Description of the task | Output the lines below exactly, please, from the first line until the line with "external (http/https) or", counting both.

------------------------------------------------------------------------

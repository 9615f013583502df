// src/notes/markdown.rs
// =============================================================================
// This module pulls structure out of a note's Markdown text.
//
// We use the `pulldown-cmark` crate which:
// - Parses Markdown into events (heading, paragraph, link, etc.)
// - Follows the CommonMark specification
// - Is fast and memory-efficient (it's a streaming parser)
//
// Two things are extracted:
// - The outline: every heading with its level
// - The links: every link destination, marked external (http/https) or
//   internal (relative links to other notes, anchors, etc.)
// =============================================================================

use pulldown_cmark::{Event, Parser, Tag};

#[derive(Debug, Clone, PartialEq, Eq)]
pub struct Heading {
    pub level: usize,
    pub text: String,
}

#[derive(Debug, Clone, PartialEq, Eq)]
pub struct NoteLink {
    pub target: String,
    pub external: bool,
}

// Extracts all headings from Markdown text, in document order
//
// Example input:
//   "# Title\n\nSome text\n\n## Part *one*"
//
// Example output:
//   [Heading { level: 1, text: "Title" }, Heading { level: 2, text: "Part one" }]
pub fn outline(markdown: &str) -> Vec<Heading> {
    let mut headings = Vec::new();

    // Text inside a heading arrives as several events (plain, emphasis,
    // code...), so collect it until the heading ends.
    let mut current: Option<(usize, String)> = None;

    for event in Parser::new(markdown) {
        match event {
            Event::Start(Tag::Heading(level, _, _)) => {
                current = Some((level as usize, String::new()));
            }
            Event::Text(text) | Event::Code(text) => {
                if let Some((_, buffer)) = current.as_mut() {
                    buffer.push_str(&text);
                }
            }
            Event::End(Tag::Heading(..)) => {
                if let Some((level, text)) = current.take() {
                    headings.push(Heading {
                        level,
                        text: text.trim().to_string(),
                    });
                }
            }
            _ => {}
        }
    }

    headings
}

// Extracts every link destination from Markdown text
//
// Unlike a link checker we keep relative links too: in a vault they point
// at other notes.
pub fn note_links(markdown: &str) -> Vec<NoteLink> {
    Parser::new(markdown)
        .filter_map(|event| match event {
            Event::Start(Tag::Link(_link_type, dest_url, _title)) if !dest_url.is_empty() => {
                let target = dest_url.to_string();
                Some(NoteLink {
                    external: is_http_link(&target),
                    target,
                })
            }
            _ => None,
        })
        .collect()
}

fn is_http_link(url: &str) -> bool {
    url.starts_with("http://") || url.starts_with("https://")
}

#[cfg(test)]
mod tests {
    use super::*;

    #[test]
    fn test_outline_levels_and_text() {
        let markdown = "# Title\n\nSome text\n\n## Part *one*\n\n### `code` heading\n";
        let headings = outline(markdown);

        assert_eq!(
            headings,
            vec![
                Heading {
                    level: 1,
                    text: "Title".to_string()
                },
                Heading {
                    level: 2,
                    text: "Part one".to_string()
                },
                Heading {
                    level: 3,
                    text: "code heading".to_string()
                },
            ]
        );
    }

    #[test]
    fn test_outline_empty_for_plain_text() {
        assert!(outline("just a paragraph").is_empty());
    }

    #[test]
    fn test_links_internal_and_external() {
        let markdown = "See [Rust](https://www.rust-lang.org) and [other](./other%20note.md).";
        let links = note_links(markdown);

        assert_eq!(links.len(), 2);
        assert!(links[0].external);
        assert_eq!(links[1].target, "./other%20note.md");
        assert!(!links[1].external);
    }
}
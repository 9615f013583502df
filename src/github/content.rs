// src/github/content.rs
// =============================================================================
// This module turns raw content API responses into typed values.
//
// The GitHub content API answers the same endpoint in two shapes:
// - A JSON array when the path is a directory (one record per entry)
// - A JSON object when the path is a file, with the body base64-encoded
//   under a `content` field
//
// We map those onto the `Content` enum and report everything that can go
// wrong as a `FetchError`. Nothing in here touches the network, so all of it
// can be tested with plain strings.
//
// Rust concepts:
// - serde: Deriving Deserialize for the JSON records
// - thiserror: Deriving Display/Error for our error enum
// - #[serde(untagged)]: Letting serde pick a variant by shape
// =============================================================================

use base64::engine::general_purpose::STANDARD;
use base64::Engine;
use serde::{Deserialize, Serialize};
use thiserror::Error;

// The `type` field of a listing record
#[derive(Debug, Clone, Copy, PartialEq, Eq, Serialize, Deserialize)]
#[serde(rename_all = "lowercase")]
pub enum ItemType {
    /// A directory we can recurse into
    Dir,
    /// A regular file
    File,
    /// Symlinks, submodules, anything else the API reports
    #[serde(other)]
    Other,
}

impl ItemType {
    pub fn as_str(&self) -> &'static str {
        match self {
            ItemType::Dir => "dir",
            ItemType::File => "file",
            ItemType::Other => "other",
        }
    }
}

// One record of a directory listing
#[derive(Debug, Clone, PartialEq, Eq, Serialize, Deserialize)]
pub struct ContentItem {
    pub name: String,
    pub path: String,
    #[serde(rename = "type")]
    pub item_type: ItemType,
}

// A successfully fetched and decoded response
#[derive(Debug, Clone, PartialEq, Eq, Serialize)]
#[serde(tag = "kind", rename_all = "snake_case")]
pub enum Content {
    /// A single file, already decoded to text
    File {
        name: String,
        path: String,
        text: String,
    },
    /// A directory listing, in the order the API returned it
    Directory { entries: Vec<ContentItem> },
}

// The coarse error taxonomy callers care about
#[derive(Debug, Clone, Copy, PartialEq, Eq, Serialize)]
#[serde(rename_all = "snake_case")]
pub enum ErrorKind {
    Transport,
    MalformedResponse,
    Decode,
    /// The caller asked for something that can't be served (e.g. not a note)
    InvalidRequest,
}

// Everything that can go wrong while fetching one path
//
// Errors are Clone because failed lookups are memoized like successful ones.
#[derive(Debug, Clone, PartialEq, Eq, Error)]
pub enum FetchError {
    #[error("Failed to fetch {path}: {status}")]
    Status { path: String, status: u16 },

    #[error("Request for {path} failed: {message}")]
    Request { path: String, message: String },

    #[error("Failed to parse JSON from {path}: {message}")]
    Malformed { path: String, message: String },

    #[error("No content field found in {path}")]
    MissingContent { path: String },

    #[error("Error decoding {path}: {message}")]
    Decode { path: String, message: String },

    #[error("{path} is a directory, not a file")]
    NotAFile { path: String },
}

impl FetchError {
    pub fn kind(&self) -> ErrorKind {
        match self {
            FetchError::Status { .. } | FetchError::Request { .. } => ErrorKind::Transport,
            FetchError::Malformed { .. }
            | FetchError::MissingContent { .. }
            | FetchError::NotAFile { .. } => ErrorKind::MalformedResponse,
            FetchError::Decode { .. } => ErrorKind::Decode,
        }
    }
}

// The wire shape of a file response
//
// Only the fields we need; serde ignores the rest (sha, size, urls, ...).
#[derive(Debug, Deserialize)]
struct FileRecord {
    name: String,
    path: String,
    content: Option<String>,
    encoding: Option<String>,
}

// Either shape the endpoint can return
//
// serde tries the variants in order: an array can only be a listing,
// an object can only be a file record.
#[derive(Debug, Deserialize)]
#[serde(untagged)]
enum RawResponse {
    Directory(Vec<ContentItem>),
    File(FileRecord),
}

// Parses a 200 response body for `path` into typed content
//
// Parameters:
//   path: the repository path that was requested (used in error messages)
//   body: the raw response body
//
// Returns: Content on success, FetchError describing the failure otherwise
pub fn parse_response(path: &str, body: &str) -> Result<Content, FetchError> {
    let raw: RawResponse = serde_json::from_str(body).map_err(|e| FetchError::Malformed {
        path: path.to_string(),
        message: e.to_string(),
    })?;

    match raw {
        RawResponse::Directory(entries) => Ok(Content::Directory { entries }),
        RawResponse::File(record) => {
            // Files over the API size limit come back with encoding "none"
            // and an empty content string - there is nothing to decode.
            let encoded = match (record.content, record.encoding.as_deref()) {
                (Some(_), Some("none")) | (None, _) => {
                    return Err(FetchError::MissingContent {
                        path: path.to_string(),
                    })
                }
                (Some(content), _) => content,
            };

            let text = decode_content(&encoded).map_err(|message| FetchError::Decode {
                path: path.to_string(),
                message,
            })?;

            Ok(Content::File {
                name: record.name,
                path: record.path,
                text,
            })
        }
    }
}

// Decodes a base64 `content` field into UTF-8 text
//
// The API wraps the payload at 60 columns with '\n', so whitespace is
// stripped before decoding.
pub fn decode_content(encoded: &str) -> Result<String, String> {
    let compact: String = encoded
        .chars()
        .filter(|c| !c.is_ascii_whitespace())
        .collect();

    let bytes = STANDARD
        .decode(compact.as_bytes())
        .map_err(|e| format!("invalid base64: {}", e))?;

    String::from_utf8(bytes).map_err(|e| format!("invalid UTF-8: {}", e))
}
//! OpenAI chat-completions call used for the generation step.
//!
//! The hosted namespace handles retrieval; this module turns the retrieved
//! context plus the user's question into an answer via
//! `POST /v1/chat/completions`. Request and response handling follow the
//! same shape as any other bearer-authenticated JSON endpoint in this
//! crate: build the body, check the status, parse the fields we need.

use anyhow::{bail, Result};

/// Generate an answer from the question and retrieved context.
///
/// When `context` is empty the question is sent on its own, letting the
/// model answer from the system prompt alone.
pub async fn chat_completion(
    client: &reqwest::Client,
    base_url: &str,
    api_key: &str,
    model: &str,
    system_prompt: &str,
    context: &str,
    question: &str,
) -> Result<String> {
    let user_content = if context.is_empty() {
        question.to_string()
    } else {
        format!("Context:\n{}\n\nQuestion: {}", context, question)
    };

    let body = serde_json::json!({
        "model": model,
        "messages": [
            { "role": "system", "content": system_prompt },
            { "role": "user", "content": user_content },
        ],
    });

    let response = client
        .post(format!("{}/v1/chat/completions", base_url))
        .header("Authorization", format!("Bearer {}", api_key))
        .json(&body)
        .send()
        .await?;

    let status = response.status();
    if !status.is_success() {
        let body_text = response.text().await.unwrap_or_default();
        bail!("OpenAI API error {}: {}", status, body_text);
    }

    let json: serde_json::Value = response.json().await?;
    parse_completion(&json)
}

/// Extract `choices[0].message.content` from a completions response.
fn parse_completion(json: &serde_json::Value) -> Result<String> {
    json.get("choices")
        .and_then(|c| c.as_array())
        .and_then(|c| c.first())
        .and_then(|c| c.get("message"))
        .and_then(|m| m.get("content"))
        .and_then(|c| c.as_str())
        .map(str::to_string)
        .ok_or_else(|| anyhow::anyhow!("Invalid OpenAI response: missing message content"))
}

------------------------------------------------------------------------

Output |
repository 9615f013583502df
// src/notes/markdown.rs
// =============================================================================
// This module pulls structure out of a note's Markdown text.
//
// We use the `pulldown-cmark` crate which:
// - Parses Markdown into events (heading, paragraph, link, etc.)
// - Follows the CommonMark specification
// - Is fast and memory-efficient (it's a streaming parser)
//
// Two things are extracted:
// - The outline: every heading with its level
// - The links: every link destination, marked external (http/https) or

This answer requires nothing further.